By Guy Still

Given that Minneapolis consistently ranks among the tops in the U.S. for cycling-friendly cities, passing cyclists on my commute is more the norm than it is a novelty. But I couldn’t help from a little rubbernecking when I recently saw a man churning up a hill, in the dead of winter on a snow-packed path, on his unicycle.

I mentioned the encounter to a colleague (and fellow cyclist) of mine, to which he replied, “Oh yeah, that’s Dan,” as if I should’ve known. After some internet research and a few emails, I was meeting the infamous single-wheeler at his Mill City Museum office for a commute home and an interview.

There, in his cubicle, lay Dan Hansen’s trusty steed: a well-worn unicycle with duct tape on the saddle and a patina only achieved from untold miles of riding in all conditions. After some quick introductions we were on our way.

(credit: CBS)

(credit: CBS)

Standing along the curb outside of the Mill City Museum, Dan effortlessly mounted the Coker Big One (atop a 36-inch wheel) with a grace and familiarity that underscored his relationship with the machine.

Hansen led us on a route that had been vetted and improved during his tenure at the museum: across the Stone Arch Bridge and along side streets; avoiding heavy traffic, lights and stop signs as much as possible. To stop on a unicycle means to dismount. And although he stuck the few mounts I observed, Hansen explained his success rate is only around 90%. Thus, our commute was more of a finely choreographed dance with vehicles and pedestrians, working hard to remain in motion at all times.

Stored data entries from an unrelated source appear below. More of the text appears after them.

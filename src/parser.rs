use std::collections::VecDeque;

use crate::lexer::Lexer;
use crate::token::{Token, TokenKind};
use crate::tree::{BlockKind, BlockNode, Node, SyntaxTree};

/// Words that make a following block keyword part of the same statement
/// (`exit for`, `continue while`, `cb as function`, the `sub` of a stray
/// `end sub`).
const STATEMENT_PREFIXES: [&str; 4] = ["exit", "continue", "as", "end"];

/// Tuning knobs for a parse.
#[derive(Debug, Clone, Copy, PartialEq, Eq)]
pub struct ParseOptions {
    /// Deepest block nesting to build. An opener past this depth is kept
    /// as a flat leaf of the enclosing body.
    pub max_depth: usize,
}

impl Default for ParseOptions {
    fn default() -> Self {
        Self { max_depth: 256 }
    }
}

impl ParseOptions {
    #[must_use]
    pub const fn with_max_depth(mut self, max_depth: usize) -> Self {
        self.max_depth = max_depth;
        self
    }
}

/// Parse a source buffer into a block tree.
///
/// Never fails: malformed or truncated input still yields a tree whose
/// leaves reproduce `source` exactly.
#[must_use]
pub fn parse(source: &str) -> SyntaxTree<'_> {
    parse_with(source, ParseOptions::default())
}

#[must_use]
pub fn parse_with(source: &str, options: ParseOptions) -> SyntaxTree<'_> {
    parse_tokens(source, Lexer::new(source), options)
}

/// Parse an already-produced token stream. Token spans must index into
/// `source`. The stream is pulled one token at a time.
#[must_use]
pub fn parse_tokens<I>(source: &str, tokens: I, options: ParseOptions) -> SyntaxTree<'_>
where
    I: IntoIterator<Item = Token>,
{
    Parser::new(source, tokens.into_iter(), options).parse_file()
}

/// Saved cursor state for a speculative read.
#[derive(Debug, Clone, Copy)]
struct Checkpoint {
    index: usize,
    consumed: usize,
    last_significant: Option<Token>,
}

/// Token cursor over a pull stream with checkpoint/rollback.
///
/// Outside a speculation only the current token is buffered. While a
/// checkpoint is open, consumed tokens stay in `pending` so a rollback can
/// replay them.
struct Cursor<'s, I> {
    source: &'s str,
    stream: I,
    pending: VecDeque<Token>,
    index: usize,
    open_checkpoints: usize,
    consumed: usize,
    last_significant: Option<Token>,
    eof_offset: usize,
}

impl<'s, I: Iterator<Item = Token>> Cursor<'s, I> {
    const fn new(source: &'s str, stream: I) -> Self {
        Self {
            source,
            stream,
            pending: VecDeque::new(),
            index: 0,
            open_checkpoints: 0,
            consumed: 0,
            last_significant: None,
            eof_offset: 0,
        }
    }

    fn fill(&mut self) -> bool {
        while self.pending.len() <= self.index {
            match self.stream.next() {
                Some(token) if !token.is_eof() => {
                    self.eof_offset = token.span.end;
                    self.pending.push_back(token);
                }
                _ => return false,
            }
        }
        true
    }

    fn peek(&mut self) -> Token {
        if self.fill() {
            self.pending[self.index]
        } else {
            Token::end_of_input(self.eof_offset)
        }
    }

    fn bump(&mut self) -> Token {
        let token = self.peek();
        if token.is_eof() {
            return token;
        }
        if self.open_checkpoints == 0 {
            self.pending.pop_front();
        } else {
            self.index += 1;
        }
        self.consumed += 1;
        if token.is_newline(self.source) {
            self.last_significant = None;
        } else if !token.kind.is_trivia() {
            self.last_significant = Some(token);
        }
        token
    }

    /// Number of tokens consumed so far; only grows outside rollbacks.
    const fn position(&self) -> usize {
        self.consumed
    }

    /// Previous non-trivia token on the current line.
    const fn last_significant(&self) -> Option<Token> {
        self.last_significant
    }

    const fn checkpoint(&mut self) -> Checkpoint {
        self.open_checkpoints += 1;
        Checkpoint {
            index: self.index,
            consumed: self.consumed,
            last_significant: self.last_significant,
        }
    }

    fn rollback(&mut self, checkpoint: Checkpoint) {
        self.index = checkpoint.index;
        self.consumed = checkpoint.consumed;
        self.last_significant = checkpoint.last_significant;
        self.release();
    }

    fn commit(&mut self, checkpoint: Checkpoint) {
        debug_assert!(checkpoint.index <= self.index);
        self.release();
    }

    fn release(&mut self) {
        self.open_checkpoints -= 1;
        if self.open_checkpoints == 0 {
            self.pending.drain(..self.index);
            self.index = 0;
        }
    }
}

/// Structural meaning of a token at the current position.
#[derive(Debug, Clone, Copy, PartialEq, Eq)]
enum Step {
    Open(BlockKind),
    /// `end`, possibly the first word of a two-word closer.
    End,
    /// Single-word closer such as `endif` or `next`.
    Close(BlockKind),
    Else,
    /// `elseif` or `elsif`.
    ElseIf,
    Leaf,
}

struct Parser<'s, I> {
    source: &'s str,
    cursor: Cursor<'s, I>,
    options: ParseOptions,
}

impl<'s, I: Iterator<Item = Token>> Parser<'s, I> {
    const fn new(source: &'s str, stream: I, options: ParseOptions) -> Self {
        Self {
            source,
            cursor: Cursor::new(source, stream),
            options,
        }
    }

    fn parse_file(mut self) -> SyntaxTree<'s> {
        let mut children = Vec::new();

        loop {
            let token = self.cursor.peek();
            if token.is_eof() {
                break;
            }
            let before = self.cursor.position();

            // Unmatched closers have nowhere to roll up to; keep them flat.
            match self.classify(token) {
                Step::Open(kind) if self.options.max_depth > 0 => {
                    children.push(Node::Block(self.parse_block(kind, 1)));
                }
                _ => children.push(Node::Token(self.cursor.bump())),
            }

            debug_assert!(
                self.cursor.position() > before,
                "top-level parse stalled at byte {}",
                token.span.start
            );
        }

        SyntaxTree {
            source: self.source,
            children,
        }
    }

    fn parse_block(&mut self, kind: BlockKind, depth: usize) -> BlockNode {
        let opener = self.cursor.bump();
        log::trace!("open {kind:?} at byte {}", opener.span.start);

        let mut children = vec![Node::Token(opener)];
        let inline_body = self.parse_header(kind, &mut children);

        let body_start = children.len();
        let terminator = self.parse_body(kind, depth, &mut children);
        let body_end = children.len();

        let terminated = terminator.is_some();
        children.extend(terminator.into_iter().flatten().map(Node::Token));
        log::trace!("close {kind:?} (terminated: {terminated})");

        BlockNode {
            kind,
            children,
            body: body_start..body_end,
            terminated,
            inline_body: kind == BlockKind::If && inline_body,
        }
    }

    /// Consume a block header, or the condition after `elseif`/`else if`.
    ///
    /// Stops after a newline, after `then` (for `if`), or before a token
    /// that can only start or end a block. Returns true when `then` was
    /// followed by code on the same line.
    fn parse_header(&mut self, kind: BlockKind, children: &mut Vec<Node>) -> bool {
        loop {
            let token = self.cursor.peek();
            if token.is_eof() {
                return false;
            }
            if token.is_newline(self.source) {
                children.push(Node::Token(self.cursor.bump()));
                return false;
            }
            if kind == BlockKind::If && token.is_word(self.source, "then") {
                children.push(Node::Token(self.cursor.bump()));
                return self.code_follows_on_line();
            }
            if self.classify(token) != Step::Leaf {
                log::debug!(
                    "{kind:?} header cut short at byte {} by `{}`",
                    token.span.start,
                    token.text(self.source)
                );
                return false;
            }
            children.push(Node::Token(self.cursor.bump()));
        }
    }

    /// Parse body statements until a closer. Returns the closer tokens when
    /// the block closes itself, `None` at end of input or when deferring a
    /// closer to an enclosing block.
    fn parse_body(
        &mut self,
        kind: BlockKind,
        depth: usize,
        children: &mut Vec<Node>,
    ) -> Option<Vec<Token>> {
        loop {
            let token = self.cursor.peek();
            if token.is_eof() {
                return None;
            }
            let before = self.cursor.position();

            match self.classify(token) {
                Step::Open(nested) if depth < self.options.max_depth => {
                    children.push(Node::Block(self.parse_block(nested, depth + 1)));
                }
                Step::Open(nested) => {
                    log::debug!(
                        "nesting limit {} reached; {nested:?} at byte {} kept flat",
                        self.options.max_depth,
                        token.span.start
                    );
                    children.push(Node::Token(self.cursor.bump()));
                }
                Step::End => return self.close_with_end(kind),
                Step::Close(closer) if closer == kind => {
                    return Some(vec![self.cursor.bump()]);
                }
                Step::Close(other) => {
                    log::debug!(
                        "{other:?} closer at byte {} ends {kind:?}",
                        token.span.start
                    );
                    return None;
                }
                Step::Else if kind == BlockKind::If => self.parse_else(children),
                Step::ElseIf if kind == BlockKind::If => {
                    children.push(Node::Token(self.cursor.bump()));
                    self.parse_header(BlockKind::If, children);
                }
                Step::Else | Step::ElseIf | Step::Leaf => {
                    children.push(Node::Token(self.cursor.bump()));
                }
            }

            debug_assert!(
                self.cursor.position() > before,
                "{kind:?} body stalled at byte {}",
                token.span.start
            );
        }
    }

    /// Speculatively read `end <word>`. Commits when the word closes
    /// `kind`; otherwise rolls back so an enclosing block sees `end` again.
    fn close_with_end(&mut self, kind: BlockKind) -> Option<Vec<Token>> {
        let checkpoint = self.cursor.checkpoint();
        let end = self.cursor.bump();
        let mut tokens = vec![end];
        tokens.extend(self.bump_inline_space());

        if self.cursor.peek().is_word(self.source, kind.keyword()) {
            tokens.push(self.cursor.bump());
            self.cursor.commit(checkpoint);
            return Some(tokens);
        }

        log::debug!(
            "`end` at byte {} does not close {kind:?}; deferring",
            end.span.start
        );
        self.cursor.rollback(checkpoint);
        None
    }

    /// `else` stays inside the `if`. A following `if` on the same line
    /// makes it `else if`, which takes a condition like `elseif`.
    fn parse_else(&mut self, children: &mut Vec<Node>) {
        children.push(Node::Token(self.cursor.bump()));

        let checkpoint = self.cursor.checkpoint();
        let space = self.bump_inline_space();
        if self.cursor.peek().is_word(self.source, "if") {
            self.cursor.commit(checkpoint);
            children.extend(space.into_iter().map(Node::Token));
            children.push(Node::Token(self.cursor.bump()));
            self.parse_header(BlockKind::If, children);
        } else {
            self.cursor.rollback(checkpoint);
        }
    }

    fn bump_inline_space(&mut self) -> Vec<Token> {
        let mut tokens = Vec::new();
        while self.cursor.peek().is_inline_space(self.source) {
            tokens.push(self.cursor.bump());
        }
        tokens
    }

    /// Whether a non-comment token follows on the current line.
    fn code_follows_on_line(&mut self) -> bool {
        let checkpoint = self.cursor.checkpoint();
        self.bump_inline_space();
        let next = self.cursor.peek();
        self.cursor.rollback(checkpoint);
        !next.is_eof() && !next.kind.is_trivia()
    }

    fn classify(&self, token: Token) -> Step {
        if !token.kind.is_word() {
            return Step::Leaf;
        }
        let previous = self.cursor.last_significant();
        // Member access: `node.next`, `m.sub`.
        if previous.is_some_and(|p| p.kind == TokenKind::Dot) {
            return Step::Leaf;
        }

        let text = token.text(self.source);
        if text.eq_ignore_ascii_case("end") {
            return Step::End;
        }
        if let Some(kind) = BlockKind::from_compact_closer(text) {
            return Step::Close(kind);
        }
        if text.eq_ignore_ascii_case("else") {
            return Step::Else;
        }
        if text.eq_ignore_ascii_case("elseif") || text.eq_ignore_ascii_case("elsif") {
            return Step::ElseIf;
        }

        let continues_statement = previous.is_some_and(|p| {
            STATEMENT_PREFIXES
                .iter()
                .any(|prefix| p.is_word(self.source, prefix))
        });
        match BlockKind::from_opener(text) {
            Some(kind) if !continues_statement => Step::Open(kind),
            _ => Step::Leaf,
        }
    }
}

Hansen has calves that would make a prized Holstein jealous. Short crank arms allow him to achieve higher speeds, but also means more work on hills. His cadence was impressive and his speed on level surfaces had me working hard to keep up on my geared bicycle.

After five miles on the road we stopped at a neighborhood coffee shop to chat.

Hansen sipped on iced tea while explaining the transition from bicycle to unicycle 15 years ago. After completing a Bachelor’s program combining art, biology and entomology, he began an entomology Graduate program at the University of Minnesota and picked up a 24-inch unicycle to cover the 3-mile commute. Since then he has built an impressive unicycling résumé, while rarely getting back on a bicycle.

“It’s not as nice to ride a bike, something about the floatiness,” said Hansen. On a unicycle “it feels like there is nothing under you. There is nothing in front of you. I wrapped my mind around being a spectacle and sometimes it’s fun but it’s much more about the freedom of movement.” He went on to explain he feels a certain kinship with runners, likening riding his Coker to running with a wheel beneath him.

One aspect that differentiates unicycling from traditional riding is evasive maneuvers and emergency stopping. Most unicycles don’t have brakes and without handlebars to stop your body’s momentum, the machine propels the rider forward. Dan refers to these as UPDs, or unplanned dismounts. If he’s going under 15 miles per hour and hits what he calls a “whoop-de-doo” he can usually run it out, avoiding a fall. Anything faster and he has to roll out the UPD and will “usually lose a little skin.”

Riding is a year-round activity for Dan, and he logs more than 5,000 miles annually; enough mileage to note the uneven wear on the inside of his tire from the crowning of city streets.

In 2008 he participated in “Ride the Lobster,” an 800 km international unicycle relay race in Nova Scotia. Despite horrible weather his team, the Surly Speed Goats, finished in the top 10 of a field that included competitors from Germany, New Zealand and Australia.

credit: Tom Holub

(credit: Tom Holub)

Since then Dan has participated in 24-hour races such as the Powderhorn 24 and the Riverwest 24 (in Milwaukee), consistently logging upwards of 200 miles.

Gravel century races have really come into their own in the past few years, and Hansen has checked one of those off his one-wheeled bucket list as well. He completed the 107-mile Westside Dirty Benjamin on his unicycle. He also gave the storied Almanzo a go a few years back, but strong winds and grueling climbs led to him packing it in at mile 42. (He had previously completed the race on a bicycle.)

Hansen has also ridden across Minnesota in January and done some long-distance touring with his teenage son, who rides a bicycle and pulls their gear in a trailer. They are planning a ride to the East coast this summer, and he also hopes to participate in a trans-continental ride someday.

My short time with Dan changed my perception of unicycles. No longer will they be relegated solely to the realm of novelty for parades and bears in the Moscow circus. In fact, I can see the appeal of such a machine: simple and clean with no gears, no chain and only one contact point connecting its rider to the terra firma below.